Ely Bams, the show’s creator and principal behind 1265 Films, told Deadline that after SAG-AFTRA learned about the show’s “hybrid casting,” he got a call from a union rep who told him that “if we don’t shut down the ‘hybrid casting’ process, they would not allow Surviving the Cartel to be shot under a SAG agreement.” And when the union issued its “Do Not Work Notice” on Monday, he said that “we called and asked the SAG actors who were already attached to the project to leave the project.”
Bams insisted that this is not an illegal pay-to-play scheme because actors are not paying for jobs on the show, even though their friends and family members might be.
“As you are now aware, the film industry establishment is not welcoming of this new hybrid casting and is actively running a campaign to portray us as a ‘pay to play’ scam,” he said. “As clearly stated in our terms and conditions, contestants cannot vote for themselves. Our audience strongly stands by us and finds value in impacting and witnessing the making of movie stars. We believe that unknown actors and upcoming actors should be given a chance to showcase their talent to the people that matter the most: the audience.”

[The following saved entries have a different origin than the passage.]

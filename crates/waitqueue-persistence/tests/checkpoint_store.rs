mod test_support;

use chrono::Utc;
use uuid::Uuid;
use waitqueue_core::{CheckpointStore, ProjectionCheckpoint};
use waitqueue_persistence::{PgCheckpointStore, PoolProvider};

#[test]
fn save_load_and_reset_roundtrip() {
    let Some(pool) = test_support::TEST_POOL.clone() else {
        eprintln!("DATABASE_URL not set - skipping checkpoint store test");
        return;
    };
    let store = PgCheckpointStore::new(PoolProvider { pool });
    let projection_id = format!("monitor-{}", Uuid::new_v4());

    assert!(store.load_checkpoint(&projection_id).unwrap().is_none());

    store
        .save_checkpoint(&ProjectionCheckpoint {
            projection_id: projection_id.clone(),
            last_event_version: 5,
            checkpointed_at: Utc::now(),
            idempotency_key: Uuid::new_v4(),
            status: "ok".into(),
        })
        .unwrap();

    let loaded = store.load_checkpoint(&projection_id).unwrap().expect("checkpoint present");
    assert_eq!(loaded.last_event_version, 5);

    // Upsert semantics: saving again with a higher version replaces, not
    // duplicates, the row.
    store
        .save_checkpoint(&ProjectionCheckpoint {
            projection_id: projection_id.clone(),
            last_event_version: 9,
            checkpointed_at: Utc::now(),
            idempotency_key: Uuid::new_v4(),
            status: "ok".into(),
        })
        .unwrap();
    let loaded = store.load_checkpoint(&projection_id).unwrap().expect("checkpoint present");
    assert_eq!(loaded.last_event_version, 9);

    assert!(!store.has_processed(&projection_id, "evt-1").unwrap());
    store.mark_processed(&projection_id, "evt-1").unwrap();
    assert!(store.has_processed(&projection_id, "evt-1").unwrap());

    store.reset(&projection_id).unwrap();
    assert!(store.load_checkpoint(&projection_id).unwrap().is_none());
    assert!(!store.has_processed(&projection_id, "evt-1").unwrap());
}
//! Projection worker process (§6: "three independently runnable
//! processes"). Continuously folds the event log into the four read views.
//!
//! §4.5 describes a bus subscriber dispatching to typed handlers, but the
//! outbox row's own shape (spec.md's literal Outbox entry definition, §4.2)
//! carries no `version`/`actor`/`schemaVersion`, so a bus message alone
//! can't reconstitute a full `DomainEvent` for typed dispatch. Since
//! projection correctness depends only on processing the log in total
//! order idempotently — exactly what `ProjectionEngine::process`/`rebuild`
//! already guarantee via `streamAll()` — this worker polls the event log
//! directly instead of standing up a second bus consumer stack; dispatcher
//! publish timing only matters to external subscribers, not to this core.

use std::time::Duration;

use log::{error, info};
use tokio_util::sync::CancellationToken;
use waitqueue_app::CompositionRoot;
use waitqueue_core::EventLogStore;
use waitqueue_persistence::{PgCheckpointStore, PgLagTracker, PoolProvider};
use waitqueue_projections::ProjectionEngine;

const POLL_INTERVAL: Duration = Duration::from_secs(5);

#[tokio::main]
async fn main() {
    env_logger::init();

    let root = CompositionRoot::from_env().expect("composition root: failed to connect to database");
    let checkpoints = PgCheckpointStore::new(PoolProvider { pool: root.pool.clone() });
    let lag_tracker = PgLagTracker::new(PoolProvider { pool: root.pool.clone() });
    let mut engine = ProjectionEngine::new(checkpoints, lag_tracker);

    let cancel = CancellationToken::new();
    let shutdown = cancel.clone();
    tokio::spawn(async move {
        let _ = tokio::signal::ctrl_c().await;
        info!("projection worker: shutdown signal received");
        shutdown.cancel();
    });

    info!("projection worker starting: poll_interval={}s", POLL_INTERVAL.as_secs());
    loop {
        if cancel.is_cancelled() {
            info!("projection worker stopping: cancellation observed");
            return;
        }

        match root.event_store.stream_all() {
            Ok(events) => {
                for event in &events {
                    if let Err(e) = engine.process(event) {
                        error!("projection worker: failed to process event {}: {e}", event.metadata.event_id);
                    }
                }
            }
            Err(e) => error!("projection worker: failed to stream events: {e}"),
        }

        tokio::select! {
            _ = cancel.cancelled() => {
                info!("projection worker stopping: cancellation observed during sleep");
                return;
            }
            _ = tokio::time::sleep(POLL_INTERVAL) => {}
        }
    }
}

He added: “Hybrid casting is a process that involves casting lead, and supporting actors traditionally, while offering the opportunity to unknown and unseen actors to be picked by the audience – the general public – for day-player and guest star roles. It’s designed to give an opportunity to unknown and upcoming actors to get a role and be part of the making. This fit the slogan of our streaming platform 1265+ (coming in early 2022) – ‘Don’t just watch shows, be a part of their making.’

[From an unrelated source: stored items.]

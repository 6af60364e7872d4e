mod test_support;

use uuid::Uuid;
use waitqueue_core::{EventLogStore, PendingEvent};
use waitqueue_domain::WaitingQueueEventKind;
use waitqueue_persistence::{PgEventStore, PgLagTracker, PoolProvider};

/// Regression test for the "CREATED insert must not overwrite a later
/// status" rule: `record_created` runs again for an event already marked
/// published, and must leave it published.
#[test]
fn record_created_does_not_clobber_a_later_status() {
    let Some(pool) = test_support::TEST_POOL.clone() else {
        eprintln!("DATABASE_URL not set - skipping lag tracker test");
        return;
    };
    let event_store: PgEventStore<PoolProvider, WaitingQueueEventKind> =
        PgEventStore::new(PoolProvider { pool: pool.clone() });
    let tracker = PgLagTracker::new(PoolProvider { pool });

    let aggregate_id = format!("queue-{}", Uuid::new_v4());
    let saved = event_store
        .save(
            &aggregate_id,
            0,
            vec![PendingEvent::new(
                WaitingQueueEventKind::ConsultingRoomActivated { room_id: "room-3".into() },
                Uuid::new_v4(),
                Uuid::new_v4(),
                "test-runner",
            )],
        )
        .expect("save event (creates the lag_entries row as a side effect)");
    let event_id = saved[0].metadata.event_id;

    tracker.record_published(event_id).expect("record published");
    // A redundant CREATED insert (e.g. a retried producer) must not regress
    // the row back to "created".
    tracker
        .record_created(event_id, "ConsultingRoomActivated", &aggregate_id)
        .expect("redundant record_created");

    tracker.record_processed(event_id).expect("record processed");
    // A redelivered event re-running record_processed must be a no-op on
    // lag metrics, same as it already is on the projected views.
    tracker.record_processed(event_id).expect("redundant record_processed");

    let stats = tracker.statistics(None, None, None).expect("statistics");
    assert!(stats.processed_count >= 1);
    assert!(stats.max_total_lag_ms.unwrap_or(0) >= 0);
}
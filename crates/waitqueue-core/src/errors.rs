//! Errors raised by the event log / outbox runtime (not domain errors —
//! those live in `waitqueue-domain`).

use serde::{Deserialize, Serialize};
use thiserror::Error;

#[derive(Debug, Error, PartialEq, Eq, Clone, Serialize, Deserialize)]
pub enum CoreError {
    #[error("concurrency conflict: expected version {expected}, found {found}")]
    ConcurrencyConflict { expected: u64, found: u64 },
    #[error("aggregate not found: {0}")]
    NotFound(String),
    #[error("no type registered for event name {0}")]
    UnknownEventType(String),
    #[error("internal: {0}")]
    Internal(String),
}
//! Generic aggregate load/fold/save runtime.
//!
//! An `Aggregate` folds its own event stream into state (`fold`, used for
//! replay and for projection rebuild) and records new events as they're
//! produced by command handling (`apply`, used during a live command). The
//! free functions `load_aggregate`/`save_aggregate` wire an `Aggregate` to an
//! `EventLogStore` the same way a command handler needs to: load history,
//! replay it, mutate, then persist only what's new under an optimistic
//! concurrency check.

use chrono::{DateTime, Utc};

use crate::errors::CoreError;
use crate::event::{DomainEvent, EventKind, EventLogStore, PendingEvent};

/// Implemented by the concrete per-domain aggregate (e.g. `WaitingQueue`).
pub trait Aggregate {
    type Event: EventKind;

    /// A blank instance scoped to `aggregate_id`, ready to have history
    /// folded onto it via `apply`.
    fn new_blank(aggregate_id: &str) -> Self;

    /// Aggregate id this instance was loaded/constructed for.
    fn aggregate_id(&self) -> &str;

    /// Current version: the number of events applied so far.
    fn version(&self) -> u64;

    /// Applies a single historical event to mutate state. Used both by
    /// `fold` (replay) and by live command handling, so it must be a pure
    /// function of `(state, event, occurred_at)` with no side effects of its
    /// own — `occurred_at` is passed in rather than read from the clock so
    /// replay is deterministic (§8).
    fn apply(&mut self, event: &Self::Event, occurred_at: DateTime<Utc>);

    /// Events produced by the in-progress command, not yet persisted.
    fn uncommitted(&self) -> &[PendingEvent<Self::Event>];

    /// Drains and returns the events produced by the in-progress command.
    fn take_uncommitted(&mut self) -> Vec<PendingEvent<Self::Event>>;
}

/// Replays `history` from a blank instance scoped to `aggregate_id`. Pure
/// and deterministic: folding the same history twice always yields equal
/// state (§8).
pub fn fold<A: Aggregate>(aggregate_id: &str, history: &[DomainEvent<A::Event>]) -> A {
    let mut state = A::new_blank(aggregate_id);
    for event in history {
        state.apply(&event.kind, event.metadata.occurred_at);
    }
    debug_assert_eq!(state.version(), history.len() as u64);
    state
}

/// Loads an aggregate's full history from `store` and folds it into state.
pub fn load_aggregate<A, S>(store: &S, aggregate_id: &str) -> Result<A, CoreError>
where
    A: Aggregate,
    S: EventLogStore<A::Event>,
{
    let history = store.load(aggregate_id)?;
    Ok(fold::<A>(aggregate_id, &history))
}

/// Persists an aggregate's uncommitted events, assuming its pre-command
/// version was `aggregate.version() - pending.len()` (i.e. `apply` already
/// advanced the in-memory version counter as each pending event was
/// recorded). Returns the persisted events in append order.
pub fn save_aggregate<A, S>(
    store: &S,
    aggregate: &mut A,
) -> Result<Vec<DomainEvent<A::Event>>, CoreError>
where
    A: Aggregate,
    S: EventLogStore<A::Event>,
{
    let pending = aggregate.take_uncommitted();
    if pending.is_empty() {
        return Ok(Vec::new());
    }
    let expected_version = aggregate.version() - pending.len() as u64;
    store.save(aggregate.aggregate_id(), expected_version, pending)
}

#[cfg(test)]
mod tests {
    use super::*;
    use crate::event::InMemoryEventLogStore;
    use serde::{Deserialize, Serialize};
    use uuid::Uuid;

    #[derive(Debug, Clone, Serialize, Deserialize)]
    enum CounterEvent {
        Incremented,
    }

    impl EventKind for CounterEvent {
        fn event_name(&self) -> &'static str {
            "incremented"
        }
    }

    #[derive(Default)]
    struct Counter {
        id: String,
        count: u64,
        pending: Vec<PendingEvent<CounterEvent>>,
    }

    impl Aggregate for Counter {
        type Event = CounterEvent;

        fn new_blank(aggregate_id: &str) -> Self {
            Self {
                id: aggregate_id.to_string(),
                ..Default::default()
            }
        }

        fn aggregate_id(&self) -> &str {
            &self.id
        }

        fn version(&self) -> u64 {
            self.count
        }

        fn apply(&mut self, _event: &CounterEvent, _occurred_at: DateTime<Utc>) {
            self.count += 1;
        }

        fn uncommitted(&self) -> &[PendingEvent<CounterEvent>] {
            &self.pending
        }

        fn take_uncommitted(&mut self) -> Vec<PendingEvent<CounterEvent>> {
            std::mem::take(&mut self.pending)
        }
    }

    impl Counter {
        fn increment(&mut self) {
            self.apply(&CounterEvent::Incremented, Utc::now());
            self.pending.push(PendingEvent::new(
                CounterEvent::Incremented,
                Uuid::new_v4(),
                Uuid::new_v4(),
                "tester",
            ));
        }
    }

    #[test]
    fn save_then_reload_roundtrips() {
        let store: InMemoryEventLogStore<CounterEvent> = InMemoryEventLogStore::new();

        let mut counter = Counter::new_blank("counter-1");
        counter.increment();
        counter.increment();
        save_aggregate(&store, &mut counter).unwrap();
        assert!(counter.uncommitted().is_empty());

        let reloaded: Counter = load_aggregate(&store, "counter-1").unwrap();
        assert_eq!(reloaded.version(), 2);
    }
}
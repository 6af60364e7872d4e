//! Command handlers: orchestrate load → mutate → save → enqueue (§4.1/§4.2).
//!
//! One method per write-side command from §6. Each loads the aggregate from
//! the event log, applies the mutation, persists the resulting events (which
//! atomically enqueues the matching outbox rows, per `EventLogStore::save`),
//! and returns the persisted events to the caller so a thin adapter can
//! build the `{error, message, correlationId}` envelope.

use uuid::Uuid;
use waitqueue_core::{load_aggregate, save_aggregate, CoreError, DomainEvent, EventLogStore};

use crate::aggregate::{CheckInRequest, WaitingQueue};
use crate::error::DomainError;
use crate::events::WaitingQueueEventKind;
use crate::patient::AttentionOutcome;

/// Errors a command handler can return: either the aggregate rejected the
/// operation (§7 domain violation, maps to 400) or the infrastructure layer
/// did (concurrency conflict / not found, maps to 409 / 404).
#[derive(Debug, thiserror::Error)]
pub enum CommandError {
    #[error(transparent)]
    Domain(#[from] DomainError),
    #[error(transparent)]
    Core(#[from] CoreError),
}

pub struct CommandHandlers<'a, S> {
    store: &'a S,
}

impl<'a, S> CommandHandlers<'a, S>
where
    S: EventLogStore<WaitingQueueEventKind>,
{
    pub fn new(store: &'a S) -> Self {
        Self { store }
    }

    fn run<F>(
        &self,
        queue_id: &str,
        mutate: F,
    ) -> Result<Vec<DomainEvent<WaitingQueueEventKind>>, CommandError>
    where
        F: FnOnce(&mut WaitingQueue) -> Result<(), DomainError>,
    {
        let mut queue: WaitingQueue = load_aggregate(self.store, queue_id)?;
        mutate(&mut queue)?;
        Ok(save_aggregate(self.store, &mut queue)?)
    }

    pub fn create_queue(
        &self,
        queue_id: &str,
        queue_name: &str,
        max_capacity: u32,
        metadata: serde_json::Value,
        correlation_id: Uuid,
        actor: &str,
    ) -> Result<Vec<DomainEvent<WaitingQueueEventKind>>, CommandError> {
        let causation_id = correlation_id;
        let mut queue = WaitingQueue::create(
            queue_id,
            queue_name,
            max_capacity,
            metadata,
            correlation_id,
            causation_id,
            actor,
        )?;
        Ok(save_aggregate(self.store, &mut queue)?)
    }

    pub fn check_in_patient(
        &self,
        queue_id: &str,
        request: CheckInRequest,
        correlation_id: Uuid,
        actor: &str,
    ) -> Result<Vec<DomainEvent<WaitingQueueEventKind>>, CommandError> {
        let causation_id = correlation_id;
        self.run(queue_id, move |queue| {
            queue.check_in_patient(request, correlation_id, causation_id, actor.to_string())
        })
    }

    pub fn call_next_at_cashier(
        &self,
        queue_id: &str,
        correlation_id: Uuid,
        actor: &str,
    ) -> Result<Vec<DomainEvent<WaitingQueueEventKind>>, CommandError> {
        self.run(queue_id, |queue| {
            queue.call_next_at_cashier(correlation_id, correlation_id, actor.to_string())
        })
    }

    pub fn validate_payment(
        &self,
        queue_id: &str,
        patient_id: &str,
        correlation_id: Uuid,
        actor: &str,
    ) -> Result<Vec<DomainEvent<WaitingQueueEventKind>>, CommandError> {
        self.run(queue_id, |queue| {
            queue.validate_payment(patient_id, correlation_id, correlation_id, actor.to_string())
        })
    }

    pub fn mark_payment_pending(
        &self,
        queue_id: &str,
        patient_id: &str,
        correlation_id: Uuid,
        actor: &str,
    ) -> Result<Vec<DomainEvent<WaitingQueueEventKind>>, CommandError> {
        self.run(queue_id, |queue| {
            queue.mark_payment_pending(patient_id, correlation_id, correlation_id, actor.to_string())
        })
    }

    pub fn mark_absent_at_cashier(
        &self,
        queue_id: &str,
        patient_id: &str,
        correlation_id: Uuid,
        actor: &str,
    ) -> Result<Vec<DomainEvent<WaitingQueueEventKind>>, CommandError> {
        self.run(queue_id, |queue| {
            queue.mark_absent_at_cashier(patient_id, correlation_id, correlation_id, actor.to_string())
        })
    }

    pub fn cancel_payment(
        &self,
        queue_id: &str,
        patient_id: &str,
        correlation_id: Uuid,
        actor: &str,
    ) -> Result<Vec<DomainEvent<WaitingQueueEventKind>>, CommandError> {
        self.run(queue_id, |queue| {
            queue.cancel_by_payment(patient_id, correlation_id, correlation_id, actor.to_string())
        })
    }

    pub fn activate_consulting_room(
        &self,
        queue_id: &str,
        room_id: &str,
        correlation_id: Uuid,
        actor: &str,
    ) -> Result<Vec<DomainEvent<WaitingQueueEventKind>>, CommandError> {
        self.run(queue_id, |queue| {
            queue.activate_consulting_room(room_id, correlation_id, correlation_id, actor.to_string())
        })
    }

    pub fn deactivate_consulting_room(
        &self,
        queue_id: &str,
        room_id: &str,
        correlation_id: Uuid,
        actor: &str,
    ) -> Result<Vec<DomainEvent<WaitingQueueEventKind>>, CommandError> {
        self.run(queue_id, |queue| {
            queue.deactivate_consulting_room(room_id, correlation_id, correlation_id, actor.to_string())
        })
    }

    pub fn claim_next_patient(
        &self,
        queue_id: &str,
        station_id: &str,
        correlation_id: Uuid,
        actor: &str,
    ) -> Result<Vec<DomainEvent<WaitingQueueEventKind>>, CommandError> {
        self.run(queue_id, |queue| {
            queue.claim_next_patient(station_id, correlation_id, correlation_id, actor.to_string())
        })
    }

    pub fn start_consultation(
        &self,
        queue_id: &str,
        patient_id: &str,
        correlation_id: Uuid,
        actor: &str,
    ) -> Result<Vec<DomainEvent<WaitingQueueEventKind>>, CommandError> {
        self.run(queue_id, |queue| {
            queue.call_patient(patient_id, correlation_id, correlation_id, actor.to_string())
        })
    }

    pub fn finish_consultation(
        &self,
        queue_id: &str,
        patient_id: &str,
        outcome: AttentionOutcome,
        correlation_id: Uuid,
        actor: &str,
    ) -> Result<Vec<DomainEvent<WaitingQueueEventKind>>, CommandError> {
        self.run(queue_id, |queue| {
            queue.complete_attention(patient_id, outcome, correlation_id, correlation_id, actor.to_string())
        })
    }

    pub fn mark_absent_at_consultation(
        &self,
        queue_id: &str,
        patient_id: &str,
        correlation_id: Uuid,
        actor: &str,
    ) -> Result<Vec<DomainEvent<WaitingQueueEventKind>>, CommandError> {
        self.run(queue_id, |queue| {
            queue.mark_absent_at_consultation(patient_id, correlation_id, correlation_id, actor.to_string())
        })
    }
}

“To support this process we have created 1265 Cast and Crew, the first hybrid cast selection and voting base tech platform that allows actors to easily jump-start their careers by winning guest star and day player roles in TV shows, and films produced by 1265 Films. Our hybrid cast concept and the platform are ‘patent’ pending. The platform is simply a casting tool for guest star and day-player roles to audition for a chance to win a role through an online audition contest.

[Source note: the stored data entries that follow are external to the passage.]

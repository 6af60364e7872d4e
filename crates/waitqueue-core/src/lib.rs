//! waitqueue-core: event-sourcing runtime shared by every aggregate in the
//! waiting-room service.
//!
//! - `event`: the event envelope (`DomainEvent`, `EventMetadata`) and the
//!   append-only `EventLogStore` trait (in-memory + Postgres backends).
//! - `outbox`: the transactional outbox row shape and `OutboxStore` trait.
//! - `checkpoint`: projection checkpoints and the idempotency ledger.
//! - `aggregate`: the generic `Aggregate` trait plus `load_aggregate`/
//!   `save_aggregate`, which fold history and enforce optimistic concurrency.
//! - `hashing`: canonical JSON for determinism checks across replay/rebuild.
//! - `lag`: the `LagTracker` trait recording when an event clears the
//!   published/processed stages (§4.6).
//! - `errors`: errors raised by this runtime (domain errors live in
//!   `waitqueue-domain`).

pub mod aggregate;
pub mod checkpoint;
pub mod errors;
pub mod event;
pub mod hashing;
pub mod lag;
pub mod outbox;

pub use aggregate::{fold, load_aggregate, save_aggregate, Aggregate};
pub use checkpoint::{CheckpointStore, InMemoryCheckpointStore, ProjectionCheckpoint};
pub use errors::CoreError;
pub use event::{DomainEvent, EventKind, EventLogStore, EventMetadata, InMemoryEventLogStore, PendingEvent};
pub use hashing::to_canonical_json;
pub use lag::{InMemoryLagTracker, LagTracker};
pub use outbox::{InMemoryOutboxStore, OutboxEntry, OutboxStatus, OutboxStore};
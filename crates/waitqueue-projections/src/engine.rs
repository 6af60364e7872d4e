//! `ProjectionEngine`: idempotency-key derivation, the ledger check, and
//! checkpointing around `ProjectionContext::apply_event` (§4.5).
//!
//! All four views are driven by one logical projection — `process` and
//! `rebuild` both go through the single `projection_id` below, so there is
//! one checkpoint and one idempotency ledger for the whole context, not one
//! per view.

use chrono::Utc;
use log::{debug, error, info};
use uuid::Uuid;
use waitqueue_core::{CheckpointStore, DomainEvent, EventLogStore, LagTracker, ProjectionCheckpoint};
use waitqueue_domain::WaitingQueueEventKind;

use crate::context::ProjectionContext;
use crate::error::ProjectionError;

/// The one projection id shared by the monitor/queue-state/next-turn/
/// recent-history views, since they're updated from a single context.
pub const PROJECTION_ID: &str = "waiting-room-views";

pub struct ProjectionEngine<C: CheckpointStore, L: LagTracker> {
    pub context: ProjectionContext,
    checkpoints: C,
    lag_tracker: L,
}

impl<C: CheckpointStore, L: LagTracker> ProjectionEngine<C, L> {
    pub fn new(checkpoints: C, lag_tracker: L) -> Self {
        Self { context: ProjectionContext::new(), checkpoints, lag_tracker }
    }

    /// `"<logicalKind>:<queueId>:<aggregateId>:<eventId>"` (§4.5 step 1).
    /// `queueId` and `aggregateId` are the same value in this model (the
    /// `WaitingQueue` aggregate *is* the queue), but both are kept in the
    /// key to match the literal format.
    fn idempotency_key(event: &DomainEvent<WaitingQueueEventKind>) -> String {
        format!(
            "{}:{}:{}:{}",
            PROJECTION_ID,
            event.metadata.aggregate_id,
            event.metadata.aggregate_id,
            event.metadata.event_id
        )
    }

    /// Dispatches one event to the context, guarded by the idempotency
    /// ledger. A redelivered or replayed event with an already-processed key
    /// is a no-op.
    pub fn process(&mut self, event: &DomainEvent<WaitingQueueEventKind>) -> Result<(), ProjectionError> {
        let key = Self::idempotency_key(event);

        if self.checkpoints.has_processed(PROJECTION_ID, &key)? {
            debug!("projection: idempotency key {key} already processed, skipping");
            return Ok(());
        }

        self.context
            .apply_event(&event.metadata.aggregate_id, &event.kind, event.metadata.occurred_at);
        if let Err(e) = self.lag_tracker.record_processed(event.metadata.event_id) {
            error!("projection: record_processed failed for {}: {e}", event.metadata.event_id);
        }

        self.checkpoints.mark_processed(PROJECTION_ID, &key)?;
        self.checkpoints.save_checkpoint(&ProjectionCheckpoint {
            projection_id: PROJECTION_ID.to_string(),
            last_event_version: event.metadata.version,
            checkpointed_at: Utc::now(),
            idempotency_key: event.metadata.idempotency_key,
            status: "ok".to_string(),
        })?;

        Ok(())
    }

    /// Clears all views and the idempotency ledger, then replays the whole
    /// event log in total order (§4.5 `rebuild()`).
    pub fn rebuild<S>(&mut self, event_store: &S) -> Result<(), ProjectionError>
    where
        S: EventLogStore<WaitingQueueEventKind>,
    {
        info!("projection rebuild starting: clearing views and ledger");
        self.checkpoints.reset(PROJECTION_ID)?;
        self.context.reset_all();

        let events = event_store.stream_all()?;
        let mut max_version = 0u64;
        for event in &events {
            self.process(event)?;
            max_version = max_version.max(event.metadata.version);
        }

        self.checkpoints.save_checkpoint(&ProjectionCheckpoint {
            projection_id: PROJECTION_ID.to_string(),
            last_event_version: max_version,
            checkpointed_at: Utc::now(),
            idempotency_key: Uuid::new_v4(),
            status: "rebuilt".to_string(),
        })?;

        info!("projection rebuild finished: replayed {} events", events.len());
        Ok(())
    }
}

#[cfg(test)]
mod tests {
    use waitqueue_core::{InMemoryCheckpointStore, InMemoryEventLogStore, InMemoryLagTracker, PendingEvent};
    use waitqueue_domain::Priority;

    use super::*;

    fn checked_in(patient_id: &str) -> PendingEvent<WaitingQueueEventKind> {
        PendingEvent::new(
            WaitingQueueEventKind::PatientCheckedIn {
                patient_id: patient_id.to_string(),
                patient_name: "Ana".to_string(),
                priority: Priority::Medium,
                consultation_type: "General".to_string(),
                check_in_time: Utc::now(),
                queue_position: 0,
                notes: None,
            },
            Uuid::new_v4(),
            Uuid::new_v4(),
            "tester",
        )
    }

    fn created() -> PendingEvent<WaitingQueueEventKind> {
        PendingEvent::new(
            WaitingQueueEventKind::WaitingQueueCreated {
                queue_name: "Main".to_string(),
                max_capacity: 10,
                metadata: serde_json::json!({}),
            },
            Uuid::new_v4(),
            Uuid::new_v4(),
            "tester",
        )
    }

    #[test]
    fn process_is_a_no_op_the_second_time_for_the_same_event() {
        let store: InMemoryEventLogStore<WaitingQueueEventKind> = InMemoryEventLogStore::new();
        let saved = store.save("queue-1", 0, vec![created()]).unwrap();
        let event = &saved[0];

        let mut engine = ProjectionEngine::new(InMemoryCheckpointStore::new(), InMemoryLagTracker::new());
        engine.process(event).unwrap();
        assert!(engine.context.monitor.get("queue-1").is_some());
        assert!(engine.lag_tracker.was_processed(event.metadata.event_id));

        // Re-deliver the same event: must not double count.
        engine.process(event).unwrap();
        let entry = engine.context.monitor.get("queue-1").unwrap();
        assert_eq!(entry.total_waiting, 0);
    }

    #[test]
    fn rebuild_replays_the_full_log_in_order() {
        let store: InMemoryEventLogStore<WaitingQueueEventKind> = InMemoryEventLogStore::new();
        store.save("queue-1", 0, vec![created()]).unwrap();
        store.save("queue-1", 1, vec![checked_in("p-1")]).unwrap();
        store.save("queue-1", 2, vec![checked_in("p-2")]).unwrap();

        let mut engine = ProjectionEngine::new(InMemoryCheckpointStore::new(), InMemoryLagTracker::new());
        engine.rebuild(&store).unwrap();

        let entry = engine.context.monitor.get("queue-1").unwrap();
        assert_eq!(entry.total_waiting, 2);
        let queue_state = engine.context.queue_state.get("queue-1").unwrap();
        assert_eq!(queue_state.patients.len(), 2);
    }
}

“Our mission is to empower great actors, unseen talents who have been forgotten by the Hollywood system, ignored by casting directors, agents, or managers, and who have been unfairly cut by the casting politics that goes most of the time behind the curtain. This platform makes it easier for actors to jump-start their careers – while offering to the audience the fun experience of noticing the birth of future movie stars.”
Despite those who “attacked the monetary portion of the vote,” he said that the “this platform will remain alive because voters agreed that the monetary portion of their vote is used, but not limited to, maintain, promote, create traffic and visibility for the unknown actors’ work offering them the exposure needed to jump-start their career. Filmmaking – acting – is a very tough industry. For actors there is a Catch-22 in the business: you can’t get work without a good reel, and you can’t get a good reel without getting good work.”